C’est en quelque sorte la question que se pose B. Brizay, qui vient
de passer six mois aux Etats-Unis pour réaliser une enquête
sur le « business américain ». Dans le livre qu’il
a tiré de son enquête : « Le patronat américain
», Brizay est tenté de répondre oui.
Il décrit l’hostilité au grand business de la majorité
de la population qui souhaite que le gouvernement réglemente
davantage la « libre entreprise ». On considère aux
Etats-Unis que les compagnies pétrolières sont encore
plus responsables que les « Arabes » de la crise du pétrole
et le public pense que ce sont les « grandes affaires »
qui sont responsables du chômage et de l’inflation. La grande
faiblesse du « big business » et de ses dirigeants (qui
ne manquent pourtant pas de moyens), c’est d’être en contradiction
avec les principes qu’ils prétendent défendre moralement
et économiquement : ils pratiquent des ententes et luttent contre
la concurrence toutes les fois qu’ils le peuvent.
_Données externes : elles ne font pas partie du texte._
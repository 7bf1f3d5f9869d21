//! Reference model for model-based testing.
//!
//! The model captures subscriber registration with none of the transport or
//! locking machinery. It serves as the oracle against which the real registry
//! is verified.
//!
//! # Design Principles
//!
//! - Simplicity: The model should be obviously correct
//! - Deterministic: Same inputs produce same outputs
//! - PDU session ids are not modelled beyond "present on success"

pub mod operation;
mod registry;

pub use operation::{ModelSubscriberId, Operation, OperationError, OperationResult, SmallSd};
pub use registry::{ModelRegistry, ObservableState};
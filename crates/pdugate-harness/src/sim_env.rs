//! Seeded environment for reproducible PDU session ids.

use std::sync::{Arc, Mutex, PoisonError};

use pdugate_core::Environment;
use rand::{RngCore, SeedableRng};
use rand_chacha::ChaCha8Rng;

/// Simulation environment backed by a seeded ChaCha RNG.
///
/// Clones share one RNG stream, so a registry and any handle to it draw from
/// the same sequence. Same seed, same draws.
#[derive(Clone)]
pub struct SimEnv {
    rng: Arc<Mutex<ChaCha8Rng>>,
    seed: u64,
}

impl SimEnv {
    /// Environment seeded with zero.
    pub fn new() -> Self {
        Self::with_seed(0)
    }

    /// Environment seeded with `seed`.
    pub fn with_seed(seed: u64) -> Self {
        Self { rng: Arc::new(Mutex::new(ChaCha8Rng::seed_from_u64(seed))), seed }
    }

    /// Seed this environment was created with.
    pub fn seed(&self) -> u64 {
        self.seed
    }
}

impl Default for SimEnv {
    fn default() -> Self {
        Self::new()
    }
}

impl std::fmt::Debug for SimEnv {
    fn fmt(&self, f: &mut std::fmt::Formatter<'_>) -> std::fmt::Result {
        f.debug_struct("SimEnv").field("seed", &self.seed).finish()
    }
}

impl Environment for SimEnv {
    fn random_bytes(&self, buffer: &mut [u8]) {
        self.rng.lock().unwrap_or_else(PoisonError::into_inner).fill_bytes(buffer);
    }
}
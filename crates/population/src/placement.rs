//! Random placement in the plane.

use glam::Vec2;
use rand::Rng;
use std::f32::consts::TAU;

/// Uniform draw from `[min, max)`; a degenerate range yields `min`.
pub fn uniform<R: Rng + ?Sized>(rng: &mut R, min: f32, max: f32) -> f32 {
    if max > min {
        rng.gen_range(min..max)
    } else {
        min
    }
}

/// Unit vector with a uniformly random heading.
pub fn random_direction<R: Rng + ?Sized>(rng: &mut R) -> Vec2 {
    Vec2::from_angle(rng.gen_range(0.0..TAU))
}

/// Uniformly random point on the circle of `radius` around `center`.
pub fn point_on_ring<R: Rng + ?Sized>(rng: &mut R, center: Vec2, radius: f32) -> Vec2 {
    center + random_direction(rng) * radius
}

/// Random point between `min_radius` and `max_radius` from `center`.
///
/// Heading and distance are drawn independently and uniformly, so points
/// cluster slightly toward the inner edge.
pub fn point_in_annulus<R: Rng + ?Sized>(
    rng: &mut R,
    center: Vec2,
    min_radius: f32,
    max_radius: f32,
) -> Vec2 {
    center + random_direction(rng) * uniform(rng, min_radius, max_radius)
}

/// Velocity with a uniformly random heading and speed in `[min_speed, max_speed)`.
pub fn random_velocity<R: Rng + ?Sized>(rng: &mut R, min_speed: f32, max_speed: f32) -> Vec2 {
    random_direction(rng) * uniform(rng, min_speed, max_speed)
}
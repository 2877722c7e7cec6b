use glam::Vec2;
use serde::{Deserialize, Serialize};
use stellar_common::{Capabilities, EvolutionStage, PlanetBranch};

/// Which rule or caller brought a body into the world.
#[derive(Debug, Clone, Copy, PartialEq, Eq, Hash, PartialOrd, Ord, Serialize, Deserialize)]
pub enum SpawnOrigin {
    /// The designated player body.
    Player,
    /// Startup seeding.
    Seed,
    /// Ring top-up around the reference point.
    Ring,
    /// Low-water-mark top-up.
    TopUp,
    /// Direct call to the public spawn primitive.
    Manual,
}

/// Errors from operations on a single body.
#[derive(Debug, thiserror::Error, PartialEq, Eq)]
pub enum BodyError {
    #[error("branch already assigned: {0}")]
    BranchAlreadyAssigned(PlanetBranch),
}

/// Instantiation template for new bodies.
///
/// A body spawned without a template is skipped, so leaving a template unset
/// in configuration disables that kind of spawn.
#[derive(Debug, Clone, Copy, PartialEq, Serialize, Deserialize)]
#[serde(default)]
pub struct BodyTemplate {
    /// Gravity strength before any derived-property pass.
    pub gravity_strength: f32,
    /// Bodies without a rigid body never receive an initial velocity.
    pub has_rigid_body: bool,
}

impl Default for BodyTemplate {
    fn default() -> Self {
        Self {
            gravity_strength: 1.0,
            has_rigid_body: true,
        }
    }
}

/// A celestial body as seen by the progression core.
///
/// Position and velocity are integrated by the host physics; the core sets
/// them only at spawn.
#[derive(Debug, Clone, PartialEq, Serialize, Deserialize)]
pub struct CelestialBody {
    pub mass: f32,
    pub gravity_strength: f32,
    pub speed_multiplier: f32,
    pub defense_multiplier: f32,
    pub stage: EvolutionStage,
    pub position: Vec2,
    pub velocity: Vec2,
    pub capabilities: Capabilities,
    pub origin: SpawnOrigin,
    branch: Option<PlanetBranch>,
    applied_mutations: Vec<String>,
}

impl CelestialBody {
    /// A meteorite-stage body at rest.
    pub fn new(position: Vec2, mass: f32, origin: SpawnOrigin) -> Self {
        Self::from_template(&BodyTemplate::default(), position, mass, origin)
    }

    pub fn from_template(
        template: &BodyTemplate,
        position: Vec2,
        mass: f32,
        origin: SpawnOrigin,
    ) -> Self {
        Self {
            mass,
            gravity_strength: template.gravity_strength,
            speed_multiplier: 1.0,
            defense_multiplier: 1.0,
            stage: EvolutionStage::Meteorite,
            position,
            velocity: Vec2::ZERO,
            capabilities: Capabilities::default(),
            origin,
            branch: None,
            applied_mutations: Vec::new(),
        }
    }

    pub fn branch(&self) -> Option<PlanetBranch> {
        self.branch
    }

    pub fn has_branch(&self) -> bool {
        self.branch.is_some()
    }

    /// Commit the body to a branch. A body commits exactly once.
    pub fn assign_branch(&mut self, branch: PlanetBranch) -> Result<(), BodyError> {
        if let Some(existing) = self.branch {
            return Err(BodyError::BranchAlreadyAssigned(existing));
        }
        self.branch = Some(branch);
        Ok(())
    }

    /// Names of mutations applied so far, oldest first.
    pub fn applied_mutations(&self) -> &[String] {
        &self.applied_mutations
    }

    pub fn record_mutation(&mut self, name: impl Into<String>) {
        self.applied_mutations.push(name.into());
    }
}

/// Hook that recomputes derived physical fields after the mass changes.
///
/// Supplied by the host simulation; the core calls it on every body it spawns.
pub trait DerivePhysicalProperties {
    fn derive(&self, body: &mut CelestialBody);
}

/// Gravity proportional to mass.
#[derive(Debug, Clone, Copy, PartialEq)]
pub struct LinearGravity {
    pub gravity_per_mass: f32,
}

impl Default for LinearGravity {
    fn default() -> Self {
        Self {
            gravity_per_mass: 1.0,
        }
    }
}

impl DerivePhysicalProperties for LinearGravity {
    fn derive(&self, body: &mut CelestialBody) {
        body.gravity_strength = self.gravity_per_mass * body.mass;
    }
}

#[cfg(test)]
mod tests {
    use super::*;

    #[test]
    fn new_body_is_meteorite_without_branch() {
        let body = CelestialBody::new(Vec2::new(1.0, 2.0), 3.0, SpawnOrigin::Seed);
        assert_eq!(body.stage, EvolutionStage::Meteorite);
        assert_eq!(body.branch(), None);
        assert_eq!(body.velocity, Vec2::ZERO);
        assert_eq!(body.speed_multiplier, 1.0);
        assert!(body.capabilities.is_empty());
    }

    #[test]
    fn branch_assigns_once() {
        let mut body = CelestialBody::new(Vec2::ZERO, 1.0, SpawnOrigin::Player);
        assert_eq!(body.assign_branch(PlanetBranch::Frost), Ok(()));
        assert_eq!(
            body.assign_branch(PlanetBranch::War),
            Err(BodyError::BranchAlreadyAssigned(PlanetBranch::Frost))
        );
        assert_eq!(body.branch(), Some(PlanetBranch::Frost));
    }

    #[test]
    fn template_sets_gravity() {
        let template = BodyTemplate {
            gravity_strength: 4.5,
            has_rigid_body: false,
        };
        let body = CelestialBody::from_template(&template, Vec2::ZERO, 1.0, SpawnOrigin::Ring);
        assert_eq!(body.gravity_strength, 4.5);
    }

    #[test]
    fn linear_gravity_tracks_mass() {
        let mut body = CelestialBody::new(Vec2::ZERO, 2.5, SpawnOrigin::Seed);
        LinearGravity {
            gravity_per_mass: 2.0,
        }
        .derive(&mut body);
        assert_eq!(body.gravity_strength, 5.0);
    }
}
« Réclamant la liberté au nom de l’intérêt
général, on les voit aussi intriguer auprès des
pouvoirs publics pour obtenir non seulement d e s commandes, mais des
subventions, des soutiens et des avantages de toute sorte. Résultat
: les réglementations font rage, le pouvoir des consommateurs
éclate, les tensions comme la révolte des minorités
ou l’idéal écologiste s’expriment avec prédilection
dans l’entreprise, vers laquelle convergent toutes les frustrations
de la société. »
Moyennant quoi :
« La « socialisation » va bon train. Le budget de
l’Etat a quintuplé en quinze ans. Les dépenses sociales
comptent pour plus de la moitié dans celui-ci, et elles ont augmenté
de 106 % en cinq ans. Washington possède deux tiers du territoire
des Etats-Unis. La moitié des savants du pays travaillent, directement
ou indirectement, pour le gouvernement. Les agences, les sous-agences,
les comités, les conseils publics et parapublics, ne se comptent
plus. »
*
Ce n’est pas en France qu’on verrait des choses pareilles. Dieu merci,
Barre et le patronat veillent. Et ce n’est pas la libération
des prix qui les fait monter, mais les méchants du Tiers Monde,
Arabes et autres, qui nous vendent le pétrole et les matières
premières de plus en plus cher !
C’est vrai, mais que pour une faible partie des coûts ainsi que
le montrent les enquêtes sérieuses : une fois enlevée
la part des combustibles et des matières premières, la
hausse du coût de la vie est maintenant de 11,6 % au lieu de 7,6
% l’an dernier et 5,8 % il y a deux ans.
Les véritables responsables de la hausse des prix ce sont Barre
et les entreprises qui ont intérêt à ce que les
prix augmentent : les entreprises parce que cela accroît leurs
bénéfices, le gouvernement parce que, par le biais des
taxes, ça augmente ses recettes.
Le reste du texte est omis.